### What you are asked to do
Give back exactly the first lines of the entries below, through the line with "was not ready.".

Records drawn from a dataset:

= Beginning of Section =

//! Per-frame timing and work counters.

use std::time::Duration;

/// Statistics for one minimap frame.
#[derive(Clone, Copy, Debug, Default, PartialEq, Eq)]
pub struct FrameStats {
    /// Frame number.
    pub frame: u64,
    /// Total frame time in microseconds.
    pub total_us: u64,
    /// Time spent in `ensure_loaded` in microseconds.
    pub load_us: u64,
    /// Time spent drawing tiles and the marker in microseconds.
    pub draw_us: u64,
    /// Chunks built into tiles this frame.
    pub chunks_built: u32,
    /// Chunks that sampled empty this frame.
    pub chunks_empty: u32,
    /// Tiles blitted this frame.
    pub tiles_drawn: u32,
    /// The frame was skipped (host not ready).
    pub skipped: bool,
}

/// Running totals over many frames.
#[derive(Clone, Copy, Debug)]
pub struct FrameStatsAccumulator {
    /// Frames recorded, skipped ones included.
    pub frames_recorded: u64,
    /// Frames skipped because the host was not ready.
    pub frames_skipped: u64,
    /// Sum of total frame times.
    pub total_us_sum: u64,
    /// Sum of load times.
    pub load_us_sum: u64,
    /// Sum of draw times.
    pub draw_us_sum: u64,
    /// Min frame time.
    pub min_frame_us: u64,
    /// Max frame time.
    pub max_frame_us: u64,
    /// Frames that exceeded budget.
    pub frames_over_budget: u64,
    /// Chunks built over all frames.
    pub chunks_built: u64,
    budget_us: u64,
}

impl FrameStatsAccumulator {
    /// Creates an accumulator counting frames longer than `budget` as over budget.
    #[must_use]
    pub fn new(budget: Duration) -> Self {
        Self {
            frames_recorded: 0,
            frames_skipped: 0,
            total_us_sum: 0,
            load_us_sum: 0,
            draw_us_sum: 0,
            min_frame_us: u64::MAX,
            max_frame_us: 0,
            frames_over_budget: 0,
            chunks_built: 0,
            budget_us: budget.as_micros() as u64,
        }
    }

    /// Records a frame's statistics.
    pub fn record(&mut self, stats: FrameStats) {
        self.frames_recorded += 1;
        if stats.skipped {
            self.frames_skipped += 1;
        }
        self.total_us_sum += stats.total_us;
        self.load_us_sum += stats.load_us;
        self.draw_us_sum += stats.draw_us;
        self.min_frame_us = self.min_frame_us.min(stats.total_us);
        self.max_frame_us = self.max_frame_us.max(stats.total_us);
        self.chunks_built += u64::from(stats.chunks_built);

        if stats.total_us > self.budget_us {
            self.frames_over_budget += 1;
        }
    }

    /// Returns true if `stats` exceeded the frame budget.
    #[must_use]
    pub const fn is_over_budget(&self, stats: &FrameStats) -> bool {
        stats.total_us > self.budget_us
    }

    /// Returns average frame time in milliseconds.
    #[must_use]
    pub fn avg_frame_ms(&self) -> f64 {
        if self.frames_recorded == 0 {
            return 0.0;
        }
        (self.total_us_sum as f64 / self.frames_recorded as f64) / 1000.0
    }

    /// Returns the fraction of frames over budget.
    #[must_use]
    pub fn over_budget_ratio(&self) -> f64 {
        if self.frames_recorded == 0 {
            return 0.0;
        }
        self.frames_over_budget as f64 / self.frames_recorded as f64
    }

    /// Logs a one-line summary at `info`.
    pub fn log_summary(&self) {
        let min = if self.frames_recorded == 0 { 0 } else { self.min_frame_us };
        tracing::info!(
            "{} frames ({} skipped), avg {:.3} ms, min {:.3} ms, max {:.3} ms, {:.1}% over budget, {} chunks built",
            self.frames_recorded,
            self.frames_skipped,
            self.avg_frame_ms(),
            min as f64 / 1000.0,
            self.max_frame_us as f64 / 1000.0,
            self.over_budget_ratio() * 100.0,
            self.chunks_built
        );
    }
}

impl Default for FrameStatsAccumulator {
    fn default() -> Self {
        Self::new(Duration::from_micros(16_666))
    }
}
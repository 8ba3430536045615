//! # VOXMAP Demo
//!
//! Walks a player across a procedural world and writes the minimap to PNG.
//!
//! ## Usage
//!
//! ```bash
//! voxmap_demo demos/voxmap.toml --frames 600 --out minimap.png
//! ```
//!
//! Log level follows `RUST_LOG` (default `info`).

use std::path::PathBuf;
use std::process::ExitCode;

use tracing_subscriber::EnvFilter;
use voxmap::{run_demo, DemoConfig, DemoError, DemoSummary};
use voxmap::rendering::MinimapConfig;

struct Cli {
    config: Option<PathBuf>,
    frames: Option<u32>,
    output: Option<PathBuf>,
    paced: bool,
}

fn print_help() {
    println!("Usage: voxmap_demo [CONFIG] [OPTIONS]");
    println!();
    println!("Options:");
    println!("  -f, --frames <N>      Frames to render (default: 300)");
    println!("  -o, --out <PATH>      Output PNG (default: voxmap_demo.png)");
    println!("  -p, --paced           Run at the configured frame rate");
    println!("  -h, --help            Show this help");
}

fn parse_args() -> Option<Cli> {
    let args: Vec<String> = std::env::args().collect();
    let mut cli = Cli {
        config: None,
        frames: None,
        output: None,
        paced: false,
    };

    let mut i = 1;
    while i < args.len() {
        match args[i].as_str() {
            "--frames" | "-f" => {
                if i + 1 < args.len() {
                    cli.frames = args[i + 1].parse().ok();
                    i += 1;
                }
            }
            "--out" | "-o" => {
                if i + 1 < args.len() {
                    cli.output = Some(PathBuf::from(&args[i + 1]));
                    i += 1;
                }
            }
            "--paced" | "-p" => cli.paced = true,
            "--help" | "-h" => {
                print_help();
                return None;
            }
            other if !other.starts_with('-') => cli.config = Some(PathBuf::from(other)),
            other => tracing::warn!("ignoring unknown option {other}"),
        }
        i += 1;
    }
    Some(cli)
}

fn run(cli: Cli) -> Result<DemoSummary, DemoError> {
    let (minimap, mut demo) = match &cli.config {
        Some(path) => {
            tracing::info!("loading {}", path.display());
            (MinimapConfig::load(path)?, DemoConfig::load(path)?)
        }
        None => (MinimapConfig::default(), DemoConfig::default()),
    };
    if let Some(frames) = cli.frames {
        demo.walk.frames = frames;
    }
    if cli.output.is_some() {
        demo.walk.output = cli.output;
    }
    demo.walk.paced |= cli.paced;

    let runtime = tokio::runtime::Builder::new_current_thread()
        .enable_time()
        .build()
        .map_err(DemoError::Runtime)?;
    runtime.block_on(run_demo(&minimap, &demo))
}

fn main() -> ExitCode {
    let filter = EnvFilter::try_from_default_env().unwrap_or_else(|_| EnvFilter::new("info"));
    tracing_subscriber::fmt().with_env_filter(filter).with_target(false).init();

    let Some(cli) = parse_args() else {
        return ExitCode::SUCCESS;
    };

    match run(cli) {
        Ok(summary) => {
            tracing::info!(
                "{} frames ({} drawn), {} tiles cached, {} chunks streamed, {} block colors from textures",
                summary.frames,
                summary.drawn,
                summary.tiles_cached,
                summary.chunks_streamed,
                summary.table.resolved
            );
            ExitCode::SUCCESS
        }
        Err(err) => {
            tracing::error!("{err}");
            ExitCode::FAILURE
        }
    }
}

= End of Section =

### Solution to this task
//! Per-frame timing and work counters.

use std::time::Duration;

/// Statistics for one minimap frame.
#[derive(Clone, Copy, Debug, Default, PartialEq, Eq)]
pub struct FrameStats {
    /// Frame number.
    pub frame: u64,
    /// Total frame time in microseconds.
    pub total_us: u64,
    /// Time spent in `ensure_loaded` in microseconds.
    pub load_us: u64,
    /// Time spent drawing tiles and the marker in microseconds.
    pub draw_us: u64,
    /// Chunks built into tiles this frame.
    pub chunks_built: u32,
    /// Chunks that sampled empty this frame.
    pub chunks_empty: u32,
    /// Tiles blitted this frame.
    pub tiles_drawn: u32,
    /// The frame was skipped (host not ready).
    pub skipped: bool,
}

/// Running totals over many frames.
#[derive(Clone, Copy, Debug)]
pub struct FrameStatsAccumulator {
    /// Frames recorded, skipped ones included.
    pub frames_recorded: u64,
    /// Frames skipped because the host was not ready.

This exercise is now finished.